A complicare questa missione è la sua inettitudine con internet, i computer e tutto ciò che riguarda la tecnologia (alla formula “siamo digitali di default”, risponde “io sono matita di default”).

Sua moglie è morta da tempo, non ha figli né altra compagnia, le sole persone che sanno offrirgli aiuto e umanità sono i suoi vecchi colleghi. Forse è questa solitudine che lo spinge, ad “adottare” Katie, una giovane ragazza con due figli, senza soldi e senza lavoro incontrata per caso. Daniel gli offre parte del suo tempo e della sua esperienza, la aiuta nella ricerca del lavoro e nella crescita dei figli.

È senz’altro la descrizione di questa strana amicizia tra un isolato ultrasessantenne e una ragazza proletaria (mai così letteralmente) ad alleggerire il tono di un film che ha ben poco di sereno. Non rimane spazio per troppe interpretazioni. Come è tipico dello stile di Loach e del suo braccio destro, lo sceneggiatore Paul Laverty, il messaggio politico è chiaro ed esplicito. Non importa se sei vecchio e malato, il welfare state esiste solo per alcuni, gli altri si devono arrangiare. La crisi non colpisce paesi né nazioni, colpisce gli sfruttati che a 60 anni si trovano a dover lottare per arrivare a fine mese. Colpisce le giovani ragazze madri costrette a fare la fame per garantire qualcosa ai propri figli.

Se qualcuno ha paura che tutto ciò sia la visione distorta dall’ideologia di un vetero comunista, può tranquillamente leggere quanto racconta Laverty in questa intervista pubblicata dal Jacobin o dare un’occhiata al corto-documentario “Meet the real Daniel Blakes” di The Guardian. Come afferma Ken Loach stesso, i “veri” Daniel Blake sono ovunque. E un’enormità sono le persone che come Katie si recano ogni giorno alle banche del cibo. Moltissimi disoccupati vengono sanzionati perché non si stanno “impegnando abbastanza” a cercare lavoro.

La narrazione è dunque terribilmente realista. Se ci è permesso però, un passo avanti nell’interpretazione del film lo vorremmo fare. Non c’è possibilità in questa cornice economica che le cose vadano molto diversamente da come descritto da Loach. Il welfare state è uno strumento in mano a chi detiene il potere, qualcosa che può esserci tolta in qualsiasi momento, all’inasprirsi dell’ennesima crisi.
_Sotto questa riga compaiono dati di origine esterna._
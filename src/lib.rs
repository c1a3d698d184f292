/*!
 * # phrasecut - subtitle-synchronized audio segmentation
 *
 * Cuts the audio of a video into one clip per subtitle line, for building
 * language-learning material.
 *
 * ## Features
 *
 * - Normalize SRT, WebVTT and JSON subtitles into timed text records
 * - Optionally translate every record through an LLM provider
 *   (Ollama or Anthropic) while keeping its timing
 * - Extract the audio track of a video with ffmpeg
 * - Write `segment_001.mp3`, `segment_002.mp3`, ... plus `audio-info.json`
 * - Organize segmented lessons into courses and export phrase triples
 *
 * ## Architecture
 *
 * - `app_config`: Configuration management
 * - `subtitle_processor`: Subtitle normalization
 * - `translation`: Optional record-level translation stage
 * - `providers`: LLM provider clients
 * - `audio`: Audio extraction and segmentation
 * - `pipeline`: End-to-end orchestration with atomic output
 * - `course`: Course and lesson store
 * - `file_utils`: File system operations
 * - `app_controller`: Main application controller
 * - `language_utils`: ISO language code utilities
 * - `errors`: Custom error types
 */

#![allow(clippy::uninlined_format_args)]
#![allow(clippy::redundant_closure_for_method_calls)]

pub mod app_config;
pub mod app_controller;
pub mod audio;
pub mod course;
pub mod errors;
pub mod file_utils;
pub mod language_utils;
pub mod pipeline;
pub mod providers;
pub mod subtitle_processor;
pub mod translation;

pub use app_config::Config;
pub use audio::{MediaExtractor, SegmentDescriptor, Segmenter};
pub use errors::{AppError, MediaError, PipelineError, SegmentError, SubtitleError, TranslationError};
pub use pipeline::{Pipeline, RunReport, RunRequest, SegmentProgress};
pub use subtitle_processor::{normalize, SubtitleCollection, TimedTextRecord};
pub use translation::{SubtitleTranslator, TranslationService};
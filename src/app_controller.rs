use anyhow::{anyhow, Context, Result};
use indicatif::{MultiProgress, ProgressBar, ProgressStyle};
use log::{info, warn};
use std::path::{Path, PathBuf};
use std::time::{Duration, Instant};

use crate::app_config::Config;
use crate::course::{CourseInfo, CourseManager, ExportTriple, LessonImport, LessonInfo};
use crate::file_utils::{FileManager, FileType};
use crate::pipeline::{Pipeline, RunReport, RunRequest, SegmentProgress};
use crate::subtitle_processor::SubtitleCollection;
use crate::translation::TranslationService;

// @module: Application controller for segmentation and course workflows

/// Where the subtitles for a video come from
#[derive(Debug, Clone, PartialEq)]
pub enum SubtitleInput {
    /// A subtitle file on disk
    File(PathBuf),
    /// A text subtitle stream inside the video container
    Track(usize),
}

/// Main application controller
pub struct Controller {
    // @field: App configuration
    config: Config,
    pipeline: Pipeline,
    multi_progress: MultiProgress,
}

impl Controller {
    // @method: Create a controller backed by ffmpeg and the configured provider
    pub fn with_config(config: Config) -> Result<Self> {
        let pipeline = Pipeline::from_config(&config)?;
        Ok(Self::with_pipeline(config, pipeline))
    }

    /// Create a controller around an already assembled pipeline
    pub fn with_pipeline(config: Config, pipeline: Pipeline) -> Self {
        Self {
            config,
            pipeline,
            multi_progress: MultiProgress::new(),
        }
    }

    pub fn config(&self) -> &Config {
        &self.config
    }

    /// Cut a video into phrase clips
    pub async fn split_video(&self, video: &Path, subtitles: SubtitleInput, output_dir: &Path) -> Result<RunReport> {
        if !FileManager::file_exists(video) {
            return Err(anyhow!("Input file does not exist: {:?}", video));
        }

        match subtitles {
            SubtitleInput::File(path) => {
                let request = self.request(RunRequest::new(video, path, output_dir));
                self.run_pipeline(request).await
            }
            SubtitleInput::Track(track_id) => {
                // Scratch area for the extracted track, removed when done
                let scratch = tempfile::Builder::new()
                    .prefix(".phrasecut-subtitles-")
                    .tempdir()
                    .context("Failed to create scratch directory")?;
                let srt_path = scratch.path().join("track.srt");

                let collection =
                    SubtitleCollection::extract_from_video(&self.config.media, video, track_id, &srt_path).await?;
                info!("Extracted {} records from track {}", collection.records.len(), track_id);

                let request = self.request(RunRequest::new(video, srt_path, output_dir));
                self.run_pipeline(request).await
            }
        }
    }

    /// Cut an audio file into phrase clips
    pub async fn split_audio(&self, audio: &Path, subtitles: &Path, output_dir: &Path) -> Result<RunReport> {
        if FileManager::detect_file_type(audio)? == FileType::Video {
            warn!("{:?} looks like a video; use split-video to extract its audio first", audio);
        }

        let request = self.request(RunRequest::audio(audio, subtitles, output_dir));
        self.run_pipeline(request).await
    }

    /// Write the normalized JSON form of a subtitle file.
    ///
    /// Defaults to `<stem>.json` next to the input, or `<stem>.normalized.json`
    /// when the input is already JSON.
    pub fn normalize(&self, subtitles: &Path, output: Option<PathBuf>) -> Result<PathBuf> {
        let collection = SubtitleCollection::from_file(subtitles)?;

        let output = output.unwrap_or_else(|| {
            let sibling = FileManager::sibling_with_extension(subtitles, "json");
            if sibling == subtitles {
                FileManager::sibling_with_extension(subtitles, "normalized.json")
            } else {
                sibling
            }
        });

        SubtitleCollection::write_normalized(&collection.records, &output)?;
        info!("Normalized {} records: {:?}", collection.records.len(), output);
        Ok(output)
    }

    pub fn create_course(&self, name: &str, path: &Path, target_language: &str) -> Result<CourseInfo> {
        CourseManager::create_course(name, path, target_language)?.info()
    }

    /// Import a video as the next lesson of a course
    pub async fn import_lesson(&self, course_path: &Path, lesson: LessonImport) -> Result<LessonInfo> {
        let course = CourseManager::open(course_path)?;
        if lesson.native_language.is_some() {
            self.check_translation_provider().await;
        }
        let start_time = Instant::now();

        let progress_bar = self.segment_progress_bar();
        let pb = progress_bar.clone();
        let pipeline = self.pipeline_with_translation_progress();

        let result = course
            .import_lesson(&pipeline, lesson, move |p: &SegmentProgress| {
                update_segment_progress(&pb, p)
            })
            .await;
        progress_bar.finish_and_clear();

        let lesson_info = result?;
        info!(
            "Lesson '{}' imported with {} phrases in {}",
            lesson_info.name,
            lesson_info.phrases.len(),
            Self::format_duration(start_time.elapsed())
        );
        Ok(lesson_info)
    }

    /// Phrase triples of a course; written as JSON to `output` when given
    pub fn export_phrases(&self, course_path: &Path, output: Option<&Path>) -> Result<Vec<ExportTriple>> {
        let triples = CourseManager::open(course_path)?.export_phrases()?;

        if let Some(output) = output {
            let json = serde_json::to_string_pretty(&triples).context("Failed to serialize phrases")?;
            FileManager::write_to_file(output, &json)?;
            info!("Success: {:?}", output);
        }

        Ok(triples)
    }

    fn request(&self, request: RunRequest) -> RunRequest {
        let mut request = request.with_source_language(self.config.source_language.clone());
        request.target_language = self.config.target_language.clone();
        request
    }

    /// Warn early when the translation provider cannot be reached
    async fn check_translation_provider(&self) {
        let service = match TranslationService::new(self.config.translation.clone()) {
            Ok(service) => service,
            Err(e) => {
                warn!("Translation provider is not usable: {:#}", e);
                return;
            }
        };

        if let Err(e) = service.test_connection().await {
            warn!("{:#}; records will keep their original text if translation fails", e);
        }
    }

    async fn run_pipeline(&self, request: RunRequest) -> Result<RunReport> {
        if request.target_language.is_some() {
            self.check_translation_provider().await;
        }
        let start_time = Instant::now();
        let output_dir = request.output_dir.clone();

        let progress_bar = self.segment_progress_bar();
        let pb = progress_bar.clone();
        let pipeline = self.pipeline_with_translation_progress();

        let result = pipeline
            .run(request, move |p: &SegmentProgress| update_segment_progress(&pb, p))
            .await;
        progress_bar.finish_and_clear();

        let report = result.with_context(|| format!("Failed to segment into {:?}", output_dir))?;

        for warning in &report.translation_warnings {
            warn!("Record {} kept its original text: {}", warning.index, warning.message);
        }
        info!(
            "{} segments written to {:?} in {}",
            report.segment_count(),
            report.output_dir,
            Self::format_duration(start_time.elapsed())
        );

        Ok(report)
    }

    fn pipeline_with_translation_progress(&self) -> Pipeline {
        if self.config.target_language.is_none() {
            return self.pipeline.clone();
        }

        let bar = self.multi_progress.add(ProgressBar::new(0));
        bar.set_style(Self::bar_style("records"));
        bar.set_message("Translating");

        self.pipeline.clone().on_translation_progress(move |completed, total| {
            bar.set_length(total as u64);
            bar.set_position(completed as u64);
            if completed == total {
                bar.finish_and_clear();
            }
        })
    }

    fn segment_progress_bar(&self) -> ProgressBar {
        let bar = self.multi_progress.add(ProgressBar::new(0));
        bar.set_style(Self::bar_style("segments"));
        bar
    }

    fn bar_style(unit: &str) -> ProgressStyle {
        ProgressStyle::default_bar()
            .template(&format!(
                "{{spinner:.green}} [{{elapsed_precise}}] [{{bar:40.cyan/blue}}] {{pos}}/{{len}} {} ({{percent}}%) {{msg}}",
                unit
            ))
            .or_else(|_| ProgressStyle::default_bar().template("{spinner} [{elapsed_precise}] [{bar:40}] {pos}/{len} {msg}"))
            .unwrap_or_else(|_| ProgressStyle::default_bar())
            .progress_chars("█▓▒░")
    }

    // Format duration in a human-readable format
    fn format_duration(duration: Duration) -> String {
        let total_seconds = duration.as_secs();
        let hours = total_seconds / 3600;
        let minutes = (total_seconds % 3600) / 60;
        let seconds = total_seconds % 60;

        if hours > 0 {
            format!("{}h {}m {}s", hours, minutes, seconds)
        } else if minutes > 0 {
            format!("{}m {}s", minutes, seconds)
        } else {
            format!("{}.{:03}s", seconds, duration.subsec_millis())
        }
    }
}

fn update_segment_progress(bar: &ProgressBar, progress: &SegmentProgress) {
    bar.set_length(progress.total as u64);
    bar.set_position(progress.processed as u64);
    let preview: String = progress.text.chars().take(40).collect();
    bar.set_message(preview);
}
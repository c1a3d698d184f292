/*!
 * Subtitle-synchronized audio segmentation.
 *
 * `Segmenter::segment` opens the audio source once and returns `Segments`,
 * a lazy iterator that writes one clip per record as it is pulled. The
 * source is released exactly once: after the last record, on the first
 * error, on `close()`, or when the iterator is dropped early.
 */

use std::iter::FusedIterator;
use std::path::{Path, PathBuf};
use std::sync::Arc;

use log::{debug, error};
use serde::{Deserialize, Serialize};

use crate::app_config::{MediaConfig, SegmentationConfig};
use crate::errors::SegmentError;
use crate::subtitle_processor::TimedTextRecord;

use super::{AudioBackend, AudioSource, FfmpegBackend};

/// Time range of one clip, in seconds
#[derive(Debug, Clone, Copy, PartialEq, Serialize, Deserialize)]
pub struct ClipWindow {
    #[serde(rename = "clip_start")]
    pub start: f64,
    #[serde(rename = "clip_end")]
    pub end: f64,
}

impl ClipWindow {
    /// Window for `record`: no leading buffer, `buffer` seconds of trailing
    /// margin, and never past `track_duration`.
    pub fn for_record(record: &TimedTextRecord, buffer: f64, track_duration: f64) -> Self {
        let start = round_millis(record.start);
        let wanted_end = record.start + record.duration + buffer;

        let end = if wanted_end >= track_duration {
            track_duration
        } else {
            round_millis(wanted_end).min(track_duration)
        };

        Self { start, end }
    }

    pub fn length(&self) -> f64 {
        (self.end - self.start).max(0.0)
    }
}

fn round_millis(secs: f64) -> f64 {
    (secs * 1000.0).round() / 1000.0
}

/// One written clip and the subtitle record it came from
#[derive(Debug, Clone, PartialEq, Serialize, Deserialize)]
pub struct SegmentDescriptor {
    /// 1-based position in the record sequence
    pub index: usize,
    #[serde(flatten)]
    pub record: TimedTextRecord,
    pub output_path: PathBuf,
    #[serde(flatten)]
    pub window: ClipWindow,
}

impl SegmentDescriptor {
    /// File name of the clip, e.g. `segment_001.mp3`
    pub fn file_name(&self) -> String {
        self.output_path
            .file_name()
            .map(|n| n.to_string_lossy().to_string())
            .unwrap_or_default()
    }

    /// Same descriptor pointing into another directory
    pub fn relocated(&self, dir: &Path) -> Self {
        Self {
            output_path: dir.join(self.file_name()),
            ..self.clone()
        }
    }
}

/// Cuts audio tracks into per-record clips
#[derive(Clone)]
pub struct Segmenter {
    backend: Arc<dyn AudioBackend>,
    config: SegmentationConfig,
}

impl Segmenter {
    pub fn new(backend: Arc<dyn AudioBackend>, config: SegmentationConfig) -> Self {
        Self { backend, config }
    }

    /// Segmenter backed by ffprobe/ffmpeg
    pub fn with_ffmpeg(media: MediaConfig, config: SegmentationConfig) -> Self {
        Self::new(Arc::new(FfmpegBackend::new(media)), config)
    }

    /// Override the trailing buffer
    pub fn with_buffer_time(mut self, seconds: f64) -> Self {
        self.config.buffer_time_seconds = seconds;
        self
    }

    /// Open `audio_path` and prepare one clip per record in `output_dir`.
    ///
    /// Nothing is written until the returned iterator is pulled. Calling this
    /// again with the same inputs starts a fresh sequence that overwrites the
    /// same files.
    pub fn segment<P: AsRef<Path>, Q: AsRef<Path>>(
        &self,
        audio_path: P,
        records: &[TimedTextRecord],
        output_dir: Q,
    ) -> Result<Segments, SegmentError> {
        let audio_path = audio_path.as_ref();
        let output_dir = output_dir.as_ref();

        let max = self.config.max_segments();
        if records.len() > max {
            return Err(SegmentError::LimitExceeded {
                count: records.len(),
                width: self.config.segment_index_width,
                max,
            });
        }

        let source = self
            .backend
            .open(audio_path)
            .map_err(|e| SegmentError::AudioDecode {
                path: audio_path.to_path_buf(),
                reason: e.to_string(),
            })?;

        std::fs::create_dir_all(output_dir).map_err(|source| SegmentError::OutputDir {
            path: output_dir.to_path_buf(),
            source,
        })?;

        let track_duration = source.duration();
        debug!(
            "Segmenting {:?} ({:.3}s) into {} clips in {:?}",
            audio_path,
            track_duration,
            records.len(),
            output_dir
        );

        let mut segments = Segments {
            source: Some(source),
            records: records.to_vec().into_iter(),
            next_index: 1,
            total: records.len(),
            last_successful: 0,
            track_duration,
            output_dir: output_dir.to_path_buf(),
            config: self.config.clone(),
        };

        if segments.total == 0 {
            segments.close();
        }

        Ok(segments)
    }
}

/// Lazy sequence of written segments.
///
/// Yields `Ok(descriptor)` per record in input order. The first error is
/// yielded once and ends the sequence.
pub struct Segments {
    source: Option<Box<dyn AudioSource>>,
    records: std::vec::IntoIter<TimedTextRecord>,
    next_index: usize,
    total: usize,
    last_successful: usize,
    track_duration: f64,
    output_dir: PathBuf,
    config: SegmentationConfig,
}

impl Segments {
    /// Number of records in the batch
    pub fn total(&self) -> usize {
        self.total
    }

    /// Index of the last segment written, 0 if none
    pub fn last_successful(&self) -> usize {
        self.last_successful
    }

    /// Whether the audio source is still held
    pub fn is_open(&self) -> bool {
        self.source.is_some()
    }

    /// Release the audio source; the sequence ends
    pub fn close(&mut self) {
        if self.source.take().is_some() {
            debug!(
                "Released audio source after {}/{} segments",
                self.last_successful, self.total
            );
        }
    }

    fn write_next(&mut self, record: TimedTextRecord) -> Result<SegmentDescriptor, SegmentError> {
        let index = self.next_index;
        self.next_index += 1;

        let write_error = |reason: String| SegmentError::Write {
            index,
            last_successful: index - 1,
            reason,
        };

        if record.start >= self.track_duration {
            return Err(write_error(format!(
                "record starts at {:.2}s, beyond the end of the track ({:.3}s)",
                record.start, self.track_duration
            )));
        }

        let window = ClipWindow::for_record(&record, self.config.buffer_time_seconds, self.track_duration);
        let output_path = self.output_dir.join(self.config.segment_file_name(index));

        let source = self
            .source
            .as_mut()
            .ok_or_else(|| write_error("audio source already released".to_string()))?;

        source
            .write_clip(window, &output_path)
            .map_err(|e| write_error(e.to_string()))?;

        debug!("Segment {:?} has been created", output_path);
        self.last_successful = index;

        Ok(SegmentDescriptor {
            index,
            record,
            output_path,
            window,
        })
    }
}

impl Iterator for Segments {
    type Item = Result<SegmentDescriptor, SegmentError>;

    fn next(&mut self) -> Option<Self::Item> {
        if self.source.is_none() {
            return None;
        }

        let Some(record) = self.records.next() else {
            self.close();
            return None;
        };

        let result = self.write_next(record);
        match &result {
            Ok(_) if self.records.len() == 0 => self.close(),
            Ok(_) => {}
            Err(e) => {
                error!("{}", e);
                self.close();
            }
        }

        Some(result)
    }

    fn size_hint(&self) -> (usize, Option<usize>) {
        if self.source.is_none() {
            return (0, Some(0));
        }
        (0, Some(self.records.len()))
    }
}

impl FusedIterator for Segments {}

impl Drop for Segments {
    fn drop(&mut self) {
        self.close();
    }
}
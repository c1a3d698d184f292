/*!
 * Record-level subtitle translation.
 *
 * Each record is translated independently. Failures are retried with
 * exponential backoff; a record that still fails keeps its original text
 * and is reported as a `TranslationWarning`. Timing is never touched.
 */

use async_trait::async_trait;
use log::{debug, warn};
use serde::{Deserialize, Serialize};
use std::sync::Arc;
use std::time::Duration;

use crate::app_config::TranslationCommonConfig;
use crate::errors::TranslationError;
use crate::subtitle_processor::TimedTextRecord;

/// Anything that can translate one line of text.
///
/// `source_language` may be `"auto"`, leaving detection to the backend.
#[async_trait]
pub trait TextTranslator: Send + Sync {
    async fn translate_text(
        &self,
        text: &str,
        source_language: &str,
        target_language: &str,
    ) -> Result<String, TranslationError>;
}

/// A record whose translation failed and kept its source text
#[derive(Debug, Clone, PartialEq, Eq, Serialize, Deserialize)]
pub struct TranslationWarning {
    /// 1-based record index
    pub index: usize,
    pub message: String,
}

/// Translated records plus the warnings raised on the way
#[derive(Debug, Clone, Default)]
pub struct TranslationOutcome {
    pub records: Vec<TimedTextRecord>,
    pub warnings: Vec<TranslationWarning>,
}

impl TranslationOutcome {
    /// Records unchanged, no warnings
    pub fn pass_through(records: Vec<TimedTextRecord>) -> Self {
        Self {
            records,
            warnings: Vec::new(),
        }
    }

    pub fn is_complete(&self) -> bool {
        self.warnings.is_empty()
    }
}

/// Translates whole subtitle collections one record at a time
#[derive(Clone)]
pub struct SubtitleTranslator {
    translator: Arc<dyn TextTranslator>,
    retry_count: u32,
    retry_backoff_ms: u64,
}

impl SubtitleTranslator {
    pub fn new(translator: Arc<dyn TextTranslator>, common: &TranslationCommonConfig) -> Self {
        Self {
            translator,
            retry_count: common.retry_count,
            retry_backoff_ms: common.retry_backoff_ms,
        }
    }

    /// Override the retry policy
    pub fn with_retry(mut self, retry_count: u32, retry_backoff_ms: u64) -> Self {
        self.retry_count = retry_count;
        self.retry_backoff_ms = retry_backoff_ms;
        self
    }

    /// Translate every record from `source_language` to `target_language`
    pub async fn translate(
        &self,
        records: &[TimedTextRecord],
        source_language: &str,
        target_language: &str,
    ) -> TranslationOutcome {
        self.translate_with_progress(records, source_language, target_language, |_, _| {})
            .await
    }

    /// Same as `translate`, calling `progress(completed, total)` after each record
    pub async fn translate_with_progress<F>(
        &self,
        records: &[TimedTextRecord],
        source_language: &str,
        target_language: &str,
        progress: F,
    ) -> TranslationOutcome
    where
        F: Fn(usize, usize) + Send + Sync,
    {
        let total = records.len();
        let mut outcome = TranslationOutcome {
            records: Vec::with_capacity(total),
            warnings: Vec::new(),
        };

        for (position, record) in records.iter().enumerate() {
            let index = position + 1;

            if record.text.trim().is_empty() {
                outcome.records.push(record.clone());
            } else {
                match self
                    .translate_with_retry(&record.text, source_language, target_language)
                    .await
                {
                    Ok(text) => outcome.records.push(record.with_text(text)),
                    Err(e) => {
                        warn!("Keeping original text for record {}: {}", index, e);
                        outcome.warnings.push(TranslationWarning {
                            index,
                            message: e.to_string(),
                        });
                        outcome.records.push(record.clone());
                    }
                }
            }

            progress(index, total);
        }

        if !outcome.warnings.is_empty() {
            warn!(
                "{} of {} records could not be translated",
                outcome.warnings.len(),
                total
            );
        }

        outcome
    }

    async fn translate_with_retry(
        &self,
        text: &str,
        source_language: &str,
        target_language: &str,
    ) -> Result<String, TranslationError> {
        let mut attempt: u32 = 0;

        loop {
            match self
                .translator
                .translate_text(text, source_language, target_language)
                .await
            {
                Ok(translated) => return Ok(translated),
                Err(e) if attempt >= self.retry_count => return Err(e),
                Err(e) => {
                    let backoff_ms = self.retry_backoff_ms.saturating_mul(1u64 << attempt.min(16));
                    debug!(
                        "Translation attempt {}/{} failed: {}; retrying in {}ms",
                        attempt + 1,
                        self.retry_count + 1,
                        e,
                        backoff_ms
                    );
                    if backoff_ms > 0 {
                        tokio::time::sleep(Duration::from_millis(backoff_ms)).await;
                    }
                    attempt += 1;
                }
            }
        }
    }
}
Non possiamo fare affidamento su ciò che questo sistema ci dà, perché abbiamo tutti i giorni sotto gli occhi quanto poco ci metta a togliercelo. La peggiore delle menzogne sta nella retorica che identifica il bene dei cittadini con quello delle aziende, dello Stato, delle banche, ovvero quella che crea un’unità di intenti per il bene del Paese o dell’Europa, quando tutto ci dice che esiste ed è sempre più marcata una distinzione e un conflitto tra gli sfruttati e gli sfruttatori.